External Environment: Limited Upside for the Dollar
Externally, the Federal Reserve's interest rate cut expectations and tariff policies potentially slowing US growth are limiting the dollar index's upside. Despite ongoing short-term rebounds, given the year's accumulated weakening, the dollar's ability to "adapt" to negative factors has improved, enhancing its resilience, and its volatility is expected to converge. For the RMB, external pressures are relatively controllable, conducive to sustaining a pattern of minor inverse volatility with the dollar.
Internal Support: Fundamental and Policy Coordination
Domestically, timely enhancement of counter-cyclical policies may sustain growth resilience in the fourth quarter. Although exports are affected by external cycles, structural optimization continues, and domestic demand recovery and industrial upgrading provide a stronger "fundamental base" for the exchange rate. Under a framework emphasizing market supply and demand coupled with expectations management, the coordinated effort of central rate guidance and cross-cyclical adjustments makes the RMB exchange rate operate more smoothly within its range, significantly reducing impulse-like fluctuations.

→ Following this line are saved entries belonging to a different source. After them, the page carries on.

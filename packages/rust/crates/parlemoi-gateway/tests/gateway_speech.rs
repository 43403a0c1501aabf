//! Speech endpoint tests: /stt upload handling and cleanup, /tts voice selection and audio response.

#![allow(missing_docs)]

mod gateway_support;

use axum::http::StatusCode;
use parlemoi_gateway::TranscriptionLanguage;
use parlemoi_gateway::test_support::{SCRIPTED_AUDIO, SCRIPTED_TRANSCRIPT};
use tempfile::TempDir;
use tower::ServiceExt;

use gateway_support::{
    body_bytes, body_json, dir_entries, json_request, options, stt_request, test_gateway,
};

const WEBM_BYTES: &[u8] = b"\x1a\x45\xdf\xa3fake-webm-payload";

#[tokio::test]
async fn stt_transcribes_and_removes_upload() {
    let tmp = TempDir::new().expect("tempdir");
    let gw = test_gateway(options(tmp.path()));

    let response = gw
        .app
        .oneshot(stt_request(
            Some(("recording.webm", "audio/webm", WEBM_BYTES)),
            None,
        ))
        .await
        .unwrap();
    assert_eq!(response.status(), StatusCode::OK);
    let body = body_json(response).await;
    assert_eq!(body["transcription"], SCRIPTED_TRANSCRIPT);
    assert!(body["timestamp"].is_string());

    let calls = gw.provider.transcription_calls();
    assert_eq!(calls.len(), 1);
    let call = &calls[0];
    assert!(call.file_existed, "upload must exist while the provider runs");
    assert_eq!(call.audio_bytes, WEBM_BYTES);
    assert_eq!(call.file_name, "recording.webm");
    assert_eq!(call.mime_type.as_deref(), Some("audio/webm"));
    assert_eq!(call.language, TranscriptionLanguage::French);
    assert!(call.audio_path.starts_with(tmp.path()));
    assert_eq!(call.audio_path.extension().and_then(|e| e.to_str()), Some("webm"));

    assert!(!call.audio_path.exists());
    assert_eq!(dir_entries(tmp.path()), 0);
}

#[tokio::test]
async fn stt_passes_english_language_hint() {
    let tmp = TempDir::new().expect("tempdir");
    let gw = test_gateway(options(tmp.path()));

    let response = gw
        .app
        .oneshot(stt_request(
            Some(("memo.mp3", "audio/mpeg", &b"ID3fake"[..])),
            Some("en"),
        ))
        .await
        .unwrap();
    assert_eq!(response.status(), StatusCode::OK);
    assert_eq!(
        gw.provider.transcription_calls()[0].language,
        TranscriptionLanguage::English
    );
}

#[tokio::test]
async fn stt_accepts_allowed_extension_with_generic_mime() {
    let tmp = TempDir::new().expect("tempdir");
    let gw = test_gateway(options(tmp.path()));

    let response = gw
        .app
        .oneshot(stt_request(
            Some(("voice.m4a", "application/octet-stream", &b"m4a-bytes"[..])),
            None,
        ))
        .await
        .unwrap();
    assert_eq!(response.status(), StatusCode::OK);
    assert_eq!(dir_entries(tmp.path()), 0);
}

#[tokio::test]
async fn stt_returns_400_without_audio_file() {
    let tmp = TempDir::new().expect("tempdir");
    let gw = test_gateway(options(tmp.path()));

    let response = gw
        .app
        .oneshot(stt_request(None, Some("fr")))
        .await
        .unwrap();
    assert_eq!(response.status(), StatusCode::BAD_REQUEST);
    let body = body_json(response).await;
    assert_eq!(body["error"], "Fichier audio requis");
    assert!(gw.provider.transcription_calls().is_empty());
}

#[tokio::test]
async fn stt_rejects_unsupported_type_before_storage() {
    let tmp = TempDir::new().expect("tempdir");
    let gw = test_gateway(options(tmp.path()));

    let response = gw
        .app
        .oneshot(stt_request(
            Some(("notes.txt", "text/plain", &b"not audio"[..])),
            None,
        ))
        .await
        .unwrap();
    assert_eq!(response.status(), StatusCode::UNSUPPORTED_MEDIA_TYPE);
    let body = body_json(response).await;
    assert_eq!(body["error"], "Format audio non supporté");
    assert!(gw.provider.transcription_calls().is_empty());
    assert_eq!(dir_entries(tmp.path()), 0);
}

#[tokio::test]
async fn stt_rejects_oversized_upload() {
    let tmp = TempDir::new().expect("tempdir");
    let gw = test_gateway(options(tmp.path()));
    let oversized = vec![0_u8; 64 * 1024 + 1];

    let response = gw
        .app
        .oneshot(stt_request(
            Some(("long.wav", "audio/wav", oversized.as_slice())),
            None,
        ))
        .await
        .unwrap();
    assert_eq!(response.status(), StatusCode::PAYLOAD_TOO_LARGE);
    let body = body_json(response).await;
    assert_eq!(body["error"], "Fichier audio trop volumineux");
    assert!(gw.provider.transcription_calls().is_empty());
    assert_eq!(dir_entries(tmp.path()), 0);
}

#[tokio::test]
async fn stt_provider_failure_returns_500_and_removes_upload() {
    let tmp = TempDir::new().expect("tempdir");
    let gw = test_gateway(options(tmp.path()));
    gw.provider.set_fail_transcription(true);

    let response = gw
        .app
        .oneshot(stt_request(
            Some(("recording.webm", "audio/webm", WEBM_BYTES)),
            None,
        ))
        .await
        .unwrap();
    assert_eq!(response.status(), StatusCode::INTERNAL_SERVER_ERROR);
    let body = body_json(response).await;
    assert_eq!(body["error"], "Erreur lors de la transcription");
    assert!(body["details"].is_string());

    let calls = gw.provider.transcription_calls();
    assert_eq!(calls.len(), 1);
    assert!(calls[0].file_existed);
    assert_eq!(dir_entries(tmp.path()), 0);
}

#[tokio::test]
async fn tts_forces_primary_voice_for_french() {
    let tmp = TempDir::new().expect("tempdir");
    let gw = test_gateway(options(tmp.path()));

    let response = gw
        .app
        .oneshot(json_request(
            "POST",
            "/tts",
            r#"{"text":"Je suis là pour vous","voice":"echo","language":"fr"}"#,
        ))
        .await
        .unwrap();
    assert_eq!(response.status(), StatusCode::OK);
    assert_eq!(response.headers().get("content-type").unwrap(), "audio/mpeg");
    assert_eq!(
        response.headers().get("content-length").unwrap(),
        SCRIPTED_AUDIO.len().to_string().as_str()
    );
    assert_eq!(body_bytes(response).await, SCRIPTED_AUDIO);

    let calls = gw.provider.speech_calls();
    assert_eq!(calls.len(), 1);
    assert_eq!(calls[0].voice, "nova");
    assert_eq!(calls[0].input, "Je suis là pour vous");
    assert!((calls[0].speed - 0.95).abs() < f32::EPSILON);
}

#[tokio::test]
async fn tts_defaults_to_french_voice_without_language() {
    let tmp = TempDir::new().expect("tempdir");
    let gw = test_gateway(options(tmp.path()));

    let response = gw
        .app
        .oneshot(json_request("POST", "/tts", r#"{"text":"Bonjour"}"#))
        .await
        .unwrap();
    assert_eq!(response.status(), StatusCode::OK);
    assert_eq!(gw.provider.speech_calls()[0].voice, "nova");
}

#[tokio::test]
async fn tts_english_uses_requested_or_default_voice() {
    let tmp = TempDir::new().expect("tempdir");
    let gw = test_gateway(options(tmp.path()));

    for body in [
        r#"{"text":"Hello","voice":"echo","language":"en"}"#,
        r#"{"text":"Hello","language":"en"}"#,
    ] {
        let response = gw
            .app
            .clone()
            .oneshot(json_request("POST", "/tts", body))
            .await
            .unwrap();
        assert_eq!(response.status(), StatusCode::OK);
    }

    let voices: Vec<String> = gw
        .provider
        .speech_calls()
        .into_iter()
        .map(|call| call.voice)
        .collect();
    assert_eq!(voices, vec!["echo".to_string(), "alloy".to_string()]);
}

#[tokio::test]
async fn tts_returns_400_for_blank_text() {
    let tmp = TempDir::new().expect("tempdir");
    let gw = test_gateway(options(tmp.path()));

    let response = gw
        .app
        .oneshot(json_request("POST", "/tts", r#"{"text":"  ","voice":"nova"}"#))
        .await
        .unwrap();
    assert_eq!(response.status(), StatusCode::BAD_REQUEST);
    let body = body_json(response).await;
    assert_eq!(body["error"], "Texte requis");
    assert!(gw.provider.speech_calls().is_empty());
}

#[tokio::test]
async fn tts_provider_failure_returns_500_json() {
    let tmp = TempDir::new().expect("tempdir");
    let gw = test_gateway(options(tmp.path()));
    gw.provider.set_fail_speech(true);

    let response = gw
        .app
        .oneshot(json_request("POST", "/tts", r#"{"text":"Bonjour"}"#))
        .await
        .unwrap();
    assert_eq!(response.status(), StatusCode::INTERNAL_SERVER_ERROR);
    let body = body_json(response).await;
    assert_eq!(body["error"], "Erreur lors de la synthèse vocale");
    assert!(body["details"].is_string());
}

Market Impact: Balancing Costs and Expectations
A "stable yet relatively strong" exchange rate environment helps enterprises effectively manage dollar-denominated import costs and avoids the squeeze of unilateral appreciation on external demand and export price competitiveness. Banks maintain rational intentions for foreign exchange settlement and sales, and corporate hedging interest, keeping market liquidity stable. Short-term volatility is more driven by data and sentiment, challenging the formation of trend amplification.
Stability Focused, Range-Bound Movement
Considering internal and external factors, the short-term RMB exchange rate will remain primarily stable. Operationally, the strength of central parity adjustments and the marginal changes in the dollar index will be the two key factors to watch for subsequent paths. Under current conditions, the probability of significant unilateral RMB appreciation or depreciation is low, with a more likely continuation of narrow-range bidirectional fluctuations. For companies and investors, aligning with trends and strengthening hedging and duration management remain the main strategies to address phase disturbances.